As obras de Górgias podem distribuir-se em três grandes grupos. O primeiro compreende os textos de tom essencialmente filosófico, como é o caso de
"Sobre o Não-Ser ou Sobre a Natureza",
"O Elogio de Helena" e
"A Defesa de Palamedes". Os textos do segundo grupo testemunham sobretudo a preocupação pela eloquência e dele constam:
"A Oração Fúnebre", "O Discurso Olímpico",
"O Elogio dos Elisinos" e "O Elogio de Aquiles". O terceiro grupo de escritos está relacionado com a técnica retórica e
compreende "A Arte Oratória" e "O Onosmástico".
A
autodestruição da ontologia
O Tratado do Não-Ser organiza-se em três teses: nada existe; mesmo se o ser existisse, então seria
incognoscível; e se fosse cognoscível, então este conhecimento do ser seria incomunicável a
outrem.
Para Górgias as coisas não são mais do que não são. Ainda que o ser existisse, não podia ser nem gerado, nem não gerado.
Mas, mesmo se um tal ser existisse, as coisas seriam incognoscíveis, pelo menos para nós. As coisas que vemos e ouvimos existem porque são representadas. Ora, pode representar-se o que não existe. Portanto, a representação do ser não nos proporciona o ser e o conhecimento é impossível.
Contudo, tomamos conhecimento pela percepção e comunicamo-lo pela linguagem. Mas a linguagem não transmite a experiência pela qual o real se nos dá. Este é incomunicável, porque as coisas não são discursos.
A
poesia da ilusão
Das ruínas da ontologia, Górgias deduziu um pensamento não ontológico ou
antimetafísico, onde reabilitava as aparências e afirmava a identidade entre o real e a manifestação.
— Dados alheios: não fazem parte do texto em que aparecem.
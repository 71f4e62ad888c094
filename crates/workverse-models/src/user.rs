//! User account models.

use chrono::{DateTime, Utc};
use serde::{Deserialize, Serialize};
use std::fmt;
use uuid::Uuid;

/// Account role.
#[derive(Debug, Clone, Copy, PartialEq, Eq, Hash, Serialize, Deserialize, Default)]
#[serde(rename_all = "snake_case")]
pub enum UserRole {
    /// Applies to jobs
    #[default]
    Jobseeker,
    /// Posts jobs and reviews applications
    Employer,
    /// Platform administrator (provisioned out-of-band, never self-registered)
    Admin,
}

impl UserRole {
    pub fn as_str(&self) -> &'static str {
        match self {
            UserRole::Jobseeker => "jobseeker",
            UserRole::Employer => "employer",
            UserRole::Admin => "admin",
        }
    }

    /// Parse a role string. Returns `None` for unknown values.
    pub fn parse(s: &str) -> Option<Self> {
        match s.to_lowercase().as_str() {
            "jobseeker" => Some(UserRole::Jobseeker),
            "employer" => Some(UserRole::Employer),
            "admin" => Some(UserRole::Admin),
            _ => None,
        }
    }
}

impl fmt::Display for UserRole {
    fn fmt(&self, f: &mut fmt::Formatter<'_>) -> fmt::Result {
        write!(f, "{}", self.as_str())
    }
}

/// Stored CV file reference.
#[derive(Debug, Clone, PartialEq, Eq, Serialize, Deserialize)]
pub struct CvFile {
    pub file_name: String,
    /// Relative URL under the uploads directory
    pub file_url: String,
    pub file_size: u64,
}

/// User account record.
///
/// `password_hash` is never serialized, so a `User` is safe to return in
/// API responses as-is.
#[derive(Debug, Clone, Serialize, Deserialize)]
pub struct User {
    pub id: String,

    pub name: String,

    /// Stored lowercased so lookups are case-insensitive
    pub email: String,

    #[serde(skip_serializing, default)]
    pub password_hash: String,

    pub role: UserRole,

    pub is_admin: bool,

    #[serde(default)]
    pub admin_level: u8,

    pub is_active: bool,

    pub registered_at: DateTime<Utc>,

    pub updated_at: DateTime<Utc>,

    // Profile fields
    #[serde(skip_serializing_if = "Option::is_none")]
    pub first_name: Option<String>,

    #[serde(skip_serializing_if = "Option::is_none")]
    pub last_name: Option<String>,

    #[serde(skip_serializing_if = "Option::is_none")]
    pub phone: Option<String>,

    #[serde(skip_serializing_if = "Option::is_none")]
    pub location: Option<String>,

    #[serde(skip_serializing_if = "Option::is_none")]
    pub headline: Option<String>,

    #[serde(default)]
    pub skills: Vec<String>,

    #[serde(skip_serializing_if = "Option::is_none")]
    pub cv_file: Option<CvFile>,
}

impl User {
    /// Create a new account with the given role.
    ///
    /// The admin pairing invariant (role = admin ⇔ is_admin) is established
    /// here and must not be bypassed by callers mutating the fields directly.
    pub fn new(
        name: impl Into<String>,
        email: impl Into<String>,
        password_hash: impl Into<String>,
        role: UserRole,
    ) -> Self {
        let now = Utc::now();
        Self {
            id: Uuid::new_v4().to_string(),
            name: name.into(),
            email: email.into().trim().to_lowercase(),
            password_hash: password_hash.into(),
            role,
            is_admin: role == UserRole::Admin,
            admin_level: if role == UserRole::Admin { 1 } else { 0 },
            is_active: true,
            registered_at: now,
            updated_at: now,
            first_name: None,
            last_name: None,
            phone: None,
            location: None,
            headline: None,
            skills: Vec::new(),
            cv_file: None,
        }
    }

    /// Minimal public view (for populating employer references on jobs).
    pub fn public(&self) -> PublicUser {
        PublicUser {
            id: self.id.clone(),
            name: self.name.clone(),
            email: self.email.clone(),
        }
    }

    /// Evaluate the profile against the canonical required-field list.
    ///
    /// The CV is intentionally not part of this list; apply-time logic
    /// accepts either an uploaded file or the profile CV as fallback.
    pub fn profile_completeness(&self) -> ProfileCompleteness {
        let mut missing = Vec::new();

        if is_blank(&self.first_name) {
            missing.push("first_name".to_string());
        }
        if is_blank(&self.last_name) {
            missing.push("last_name".to_string());
        }
        if is_blank(&self.phone) {
            missing.push("phone".to_string());
        }
        if is_blank(&self.location) {
            missing.push("location".to_string());
        }
        if self.skills.iter().all(|s| s.trim().is_empty()) {
            missing.push("skills".to_string());
        }

        ProfileCompleteness {
            is_complete: missing.is_empty(),
            missing_fields: missing,
        }
    }

    /// Display name for application snapshots: "First Last" when the
    /// profile carries both, the account name otherwise.
    pub fn display_name(&self) -> String {
        match (&self.first_name, &self.last_name) {
            (Some(f), Some(l)) if !f.trim().is_empty() && !l.trim().is_empty() => {
                format!("{} {}", f.trim(), l.trim())
            }
            _ => self.name.clone(),
        }
    }
}

fn is_blank(field: &Option<String>) -> bool {
    field.as_deref().map(str::trim).unwrap_or("").is_empty()
}

/// Public user view exposed on job listings (never includes credentials).
#[derive(Debug, Clone, Serialize, Deserialize)]
pub struct PublicUser {
    pub id: String,
    pub name: String,
    pub email: String,
}

/// Deterministic profile completeness report.
#[derive(Debug, Clone, Serialize, Deserialize)]
pub struct ProfileCompleteness {
    pub is_complete: bool,
    pub missing_fields: Vec<String>,
}

#[cfg(test)]
mod tests {
    use super::*;

    fn complete_user() -> User {
        let mut u = User::new("Jane Doe", "Jane@Example.com", "$2b$12$hash", UserRole::Jobseeker);
        u.first_name = Some("Jane".to_string());
        u.last_name = Some("Doe".to_string());
        u.phone = Some("+1 555 0100".to_string());
        u.location = Some("Berlin".to_string());
        u.skills = vec!["rust".to_string()];
        u
    }

    #[test]
    fn test_email_lowercased_on_creation() {
        let u = User::new("Jane", "Jane@Example.COM ", "h", UserRole::Jobseeker);
        assert_eq!(u.email, "jane@example.com");
    }

    #[test]
    fn test_admin_pairing() {
        let admin = User::new("Root", "root@workverse.io", "h", UserRole::Admin);
        assert!(admin.is_admin);
        assert_eq!(admin.admin_level, 1);

        let employer = User::new("Acme", "hr@acme.com", "h", UserRole::Employer);
        assert!(!employer.is_admin);
        assert_eq!(employer.admin_level, 0);
    }

    #[test]
    fn test_complete_profile() {
        let report = complete_user().profile_completeness();
        assert!(report.is_complete);
        assert!(report.missing_fields.is_empty());
    }

    #[test]
    fn test_missing_fields_reported() {
        let mut u = complete_user();
        u.first_name = None;
        u.skills = vec!["  ".to_string()];

        let report = u.profile_completeness();
        assert!(!report.is_complete);
        assert_eq!(report.missing_fields, vec!["first_name", "skills"]);
    }

    #[test]
    fn test_display_name_prefers_profile() {
        let u = complete_user();
        assert_eq!(u.display_name(), "Jane Doe");

        let bare = User::new("J. Doe", "j@d.com", "h", UserRole::Jobseeker);
        assert_eq!(bare.display_name(), "J. Doe");
    }

    #[test]
    fn test_password_hash_not_serialized() {
        let json = serde_json::to_string(&complete_user()).unwrap();
        assert!(!json.contains("password"));
        assert!(!json.contains("$2b$12$hash"));
    }
}
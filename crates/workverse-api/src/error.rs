//! API error types.

use axum::http::StatusCode;
use axum::response::{IntoResponse, Response};
use axum::Json;
use serde::Serialize;
use thiserror::Error;
use tracing::error;

use workverse_store::StoreError;

pub type ApiResult<T> = Result<T, ApiError>;

#[derive(Debug, Error)]
pub enum ApiError {
    #[error("Unauthorized: {0}")]
    Unauthorized(String),

    #[error("Forbidden: {0}")]
    Forbidden(String),

    #[error("Not found: {0}")]
    NotFound(String),

    #[error("Gone: {0}")]
    Gone(String),

    #[error("Bad request: {0}")]
    BadRequest(String),

    #[error("Conflict: {0}")]
    Conflict(String),

    /// Profile completeness gate; carries the missing-fields report.
    #[error("Precondition failed: {0}")]
    PreconditionFailed(String, Vec<String>),

    #[error("Payload too large: {0}")]
    PayloadTooLarge(String),

    #[error("Rate limited")]
    RateLimited,

    #[error("Internal error: {0}")]
    Internal(String),

    #[error("Validation error: {0}")]
    Validation(String),
}

impl ApiError {
    pub fn unauthorized(msg: impl Into<String>) -> Self {
        Self::Unauthorized(msg.into())
    }

    pub fn forbidden(msg: impl Into<String>) -> Self {
        Self::Forbidden(msg.into())
    }

    pub fn not_found(msg: impl Into<String>) -> Self {
        Self::NotFound(msg.into())
    }

    pub fn gone(msg: impl Into<String>) -> Self {
        Self::Gone(msg.into())
    }

    pub fn bad_request(msg: impl Into<String>) -> Self {
        Self::BadRequest(msg.into())
    }

    pub fn conflict(msg: impl Into<String>) -> Self {
        Self::Conflict(msg.into())
    }

    pub fn internal(msg: impl Into<String>) -> Self {
        Self::Internal(msg.into())
    }

    fn status_code(&self) -> StatusCode {
        match self {
            ApiError::Unauthorized(_) => StatusCode::UNAUTHORIZED,
            ApiError::Forbidden(_) => StatusCode::FORBIDDEN,
            ApiError::NotFound(_) => StatusCode::NOT_FOUND,
            ApiError::Gone(_) => StatusCode::GONE,
            ApiError::BadRequest(_) | ApiError::Validation(_) => StatusCode::BAD_REQUEST,
            ApiError::Conflict(_) => StatusCode::CONFLICT,
            ApiError::PreconditionFailed(_, _) => StatusCode::PRECONDITION_FAILED,
            ApiError::PayloadTooLarge(_) => StatusCode::PAYLOAD_TOO_LARGE,
            ApiError::RateLimited => StatusCode::TOO_MANY_REQUESTS,
            ApiError::Internal(_) => StatusCode::INTERNAL_SERVER_ERROR,
        }
    }
}

impl From<StoreError> for ApiError {
    fn from(e: StoreError) -> Self {
        match e {
            StoreError::NotFound(msg) => ApiError::NotFound(msg),
            StoreError::Duplicate(msg) => ApiError::Conflict(msg),
            other => ApiError::Internal(other.to_string()),
        }
    }
}

impl From<validator::ValidationErrors> for ApiError {
    fn from(e: validator::ValidationErrors) -> Self {
        ApiError::Validation(e.to_string())
    }
}

/// Stable error body shape: `{success: false, message, [errors]}`.
#[derive(Serialize)]
struct ErrorResponse {
    success: bool,
    message: String,
    #[serde(skip_serializing_if = "Option::is_none")]
    errors: Option<Vec<String>>,
}

impl IntoResponse for ApiError {
    fn into_response(self) -> Response {
        let status = self.status_code();

        // Don't expose internal error details in production
        let message = match &self {
            ApiError::Internal(detail) => {
                error!(detail, "Internal error");
                if std::env::var("ENVIRONMENT").unwrap_or_default() == "production" {
                    "An internal error occurred".to_string()
                } else {
                    self.to_string()
                }
            }
            _ => self.to_string(),
        };

        let errors = match &self {
            ApiError::PreconditionFailed(_, missing) if !missing.is_empty() => {
                Some(missing.clone())
            }
            _ => None,
        };

        let body = ErrorResponse { success: false, message, errors };

        (status, Json(body)).into_response()
    }
}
Se a aparência é modificável, o ser também o será. Isto nada tem de escandaloso já que, a realidade é contraditória e o princípio de identidade origina apenas uma ontologia que se contradiz a si própria. De facto, Górgias tinha uma concepção trágica da realidade. Ele tinha o sentimento profundo de que a linguagem não evoca senão a aparência, mas que esta aparência é legítima, do que é exemplo
"O Elogio de Helena".
Para Górgias, o real está dilacerado pelas contradições, o mundo humano exige uma tomada de posição e este mundo humano está por fazer. Seria através da poesia, nomeadamente da arte, que esta tomada de posição seria efectuada. Portanto, o papel da poesia seria criar a ilusão, mas uma ilusão desejável e boa. Só esta criaria a coerência mental a que Górgias chama justiça e sabedoria.
A arte do sofista, isto é, do homem sábio, era, segundo
Górgias, uma "ilusão justificada". O discurso sofístico, ainda que expresso em prosa, faria parte da poesia e a ilusão justificada seria tanto mais justificada quanto mais partilhada fosse pelos ouvintes.
A ilusão justificada é, principalmente, fruto da linguagem poética, que age no ouvinte de modo a sugestioná-lo. O problema central dos poderes da linguagem vai desembocar no estudo da receptividade da alma para a
musicalidade das palavras. A este estudo os antigos chamaram-lhe
"psicagogia", arte de levar a alma, pela persuasão, até onde se quiser levar.
A psicagogia
Para Górgias, a alma é essencialmente passiva, completamente entregue ao que recebe de fora. A primeira forma desta passividade é a percepção sensível, que é vista como o transporte para a alma de uma impressão ou de uma imagem das coisas que a alma experimenta.
A segunda forma de passividade da alma é a sua abertura à linguagem. Contudo, para que a alma seja sempre
receptiva à linguagem é, por vezes, necessário recorrer à persuasão.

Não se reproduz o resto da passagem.